PhySPRING: Structure-Preserving Reduction of Physics-Informed Twins via GNN
Yixiong Jing, Xingyuan Chen, Guangming Wang, Olaf Wysocki, Haibing Wu + 1 more
TLDR
PhySPRING uses a GNN to efficiently reduce the complexity of physics-informed digital twins, preserving structure for faster, high-fidelity simulations.
Key contributions
- Introduces PhySPRING, a GNN-based method for structure-preserving reduction of spring-mass digital twins.
- Learns hierarchical coarsened graph topologies and mechanical parameters from observations.
- Achieves up to 2.30x speed-up in simulations while maintaining physical and visual fidelity.

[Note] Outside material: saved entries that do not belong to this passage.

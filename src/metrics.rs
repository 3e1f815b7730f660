// Copyright (c) 2025 Erick Bourgeois, firestoned
// SPDX-License-Identifier: MIT

//! Prometheus metrics for the NIOS provider.
//!
//! All metrics use the namespace prefix `nios_provider_`.
//!
//! # Metrics Categories
//!
//! - **Operation Metrics** - Count lifecycle operations by outcome
//! - **Performance Metrics** - Track operation duration, remote call included
//!
//! # Example
//!
//! ```rust,no_run
//! use nios_provider::errors::Operation;
//! use nios_provider::metrics::{record_operation, OperationOutcome};
//!
//! let elapsed = std::time::Duration::from_millis(40);
//! record_operation(Operation::Create, OperationOutcome::Success, elapsed);
//! ```

use crate::constants::METRICS_NAMESPACE;
use crate::errors::{ControllerError, Operation};
use prometheus::{CounterVec, Encoder, HistogramOpts, HistogramVec, Opts, Registry, TextEncoder};
use std::sync::LazyLock;
use std::time::Duration;

// ============================================================================
// Global Metrics Registry
// ============================================================================

/// Global Prometheus metrics registry
pub static METRICS_REGISTRY: LazyLock<Registry> = LazyLock::new(Registry::new);

// ============================================================================
// Operation Metrics
// ============================================================================

/// Total number of lifecycle operations by operation and outcome
///
/// Labels:
/// - `operation`: `create`, `read`, `update`, `delete`, `import` or `list`
/// - `outcome`: see [`OperationOutcome`]
pub static OPERATIONS_TOTAL: LazyLock<CounterVec> = LazyLock::new(|| {
    let opts = Opts::new(
        format!("{METRICS_NAMESPACE}_operations_total"),
        "Total number of A record operations by operation and outcome",
    );
    let counter = CounterVec::new(opts, &["operation", "outcome"])
        .expect("operations_total metric definition is valid");
    METRICS_REGISTRY
        .register(Box::new(counter.clone()))
        .expect("operations_total is registered once");
    counter
});

// ============================================================================
// Performance Metrics
// ============================================================================

/// Duration of lifecycle operations in seconds
///
/// Labels:
/// - `operation`: lifecycle operation
pub static OPERATION_DURATION_SECONDS: LazyLock<HistogramVec> = LazyLock::new(|| {
    let opts = HistogramOpts::new(
        format!("{METRICS_NAMESPACE}_operation_duration_seconds"),
        "Duration of A record operations in seconds by operation",
    )
    .buckets(vec![0.005, 0.01, 0.05, 0.1, 0.5, 1.0, 2.0, 5.0, 10.0, 30.0]);
    let histogram = HistogramVec::new(opts, &["operation"])
        .expect("operation_duration_seconds metric definition is valid");
    METRICS_REGISTRY
        .register(Box::new(histogram.clone()))
        .expect("operation_duration_seconds is registered once");
    histogram
});

/// How an operation ended.
#[derive(Debug, Clone, Copy, PartialEq, Eq)]
pub enum OperationOutcome {
    /// Completed and the object exists
    Success,
    /// Completed and found nothing (read of a deleted record, delete of a missing one)
    Absent,
    /// Rejected before any remote call
    ValidationError,
    /// The remote call failed or answered something unusable
    RemoteError,
}

impl OperationOutcome {
    #[must_use]
    pub fn as_str(&self) -> &'static str {
        match self {
            OperationOutcome::Success => "success",
            OperationOutcome::Absent => "absent",
            OperationOutcome::ValidationError => "validation_error",
            OperationOutcome::RemoteError => "remote_error",
        }
    }

    /// Outcome label for a failed operation.
    #[must_use]
    pub fn for_error(error: &ControllerError) -> Self {
        if error.is_validation() {
            OperationOutcome::ValidationError
        } else {
            OperationOutcome::RemoteError
        }
    }
}

// ============================================================================
// Helper Functions
// ============================================================================

/// Record one finished operation
///
/// # Arguments
/// * `operation` - The lifecycle operation
/// * `outcome` - How it ended
/// * `duration` - Wall time of the operation
pub fn record_operation(operation: Operation, outcome: OperationOutcome, duration: Duration) {
    OPERATIONS_TOTAL
        .with_label_values(&[operation.as_str(), outcome.as_str()])
        .inc();
    OPERATION_DURATION_SECONDS
        .with_label_values(&[operation.as_str()])
        .observe(duration.as_secs_f64());
}

/// Gather and encode all metrics in Prometheus text format
///
/// # Errors
/// Returns error if encoding fails
pub fn gather_metrics() -> Result<String, prometheus::Error> {
    let encoder = TextEncoder::new();
    let metric_families = METRICS_REGISTRY.gather();
    let mut buffer = Vec::new();
    encoder.encode(&metric_families, &mut buffer)?;
    String::from_utf8(buffer).map_err(|e| prometheus::Error::Msg(format!("UTF-8 error: {e}")))
}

- Improves robot policy evaluation in Real2Sim pipelines without sacrificing manipulation success.
Why it matters
This paper addresses the critical issue of computational expense in high-resolution physics-based digital twins. By enabling efficient, structure-preserving model reduction, PhySPRING makes complex simulations more practical. This advancement is crucial for real-to-sim-to-real robotics applications, allowing for faster policy evaluation and deployment.
Original Abstract
Physics-based digital twins aim to predict the dynamics of real-world objects under interaction, enabling real-to-sim-to-real applications in robotics. Current approaches reconstruct such twins as explicit physical models (such as spring-mass systems) to predict the dynamics, but the resulting models often inherit the resolution of the visual reconstruction rather than being reduced to the physical complexity required to reproduce task-relevant dynamics. This mismatch introduces redundant topology, making repeated forward-dynamics rollouts unnecessarily expensive. To address this challenge, we present PhySPRING, an fully differentiable GNN-based method to reduce complexity in spring--mass digital twins. PhySPRING jointly learns a hierarchy of coarsened graph topologies and their mechanical parameters from observations. At each reduction level, PhySPRING merges nodes with similar learned dynamic responses to optimize the topology, while maintaining every reduced layer as an explicit spring--mass system. On the PhysTwin benchmark, PhySPRING improves dense reconstruction and prediction accuracy over PhysTwin, while reduced models retain stable physical and visual fidelity with up to a 2.30 times speed-up. We further demonstrate the effectiveness of PhySPRING in a Real2Sim robot policy-evaluation pipeline, where the reduced models are substituted zero-shot into ACT and $π_0$ evaluations, maintaining comparable manipulation success rates across downsampling levels while improving action-sampling effectiveness. Together, PhySPRING enables efficient and structure-preserving spring--mass reduction without sacrificing fidelity or robotic utility.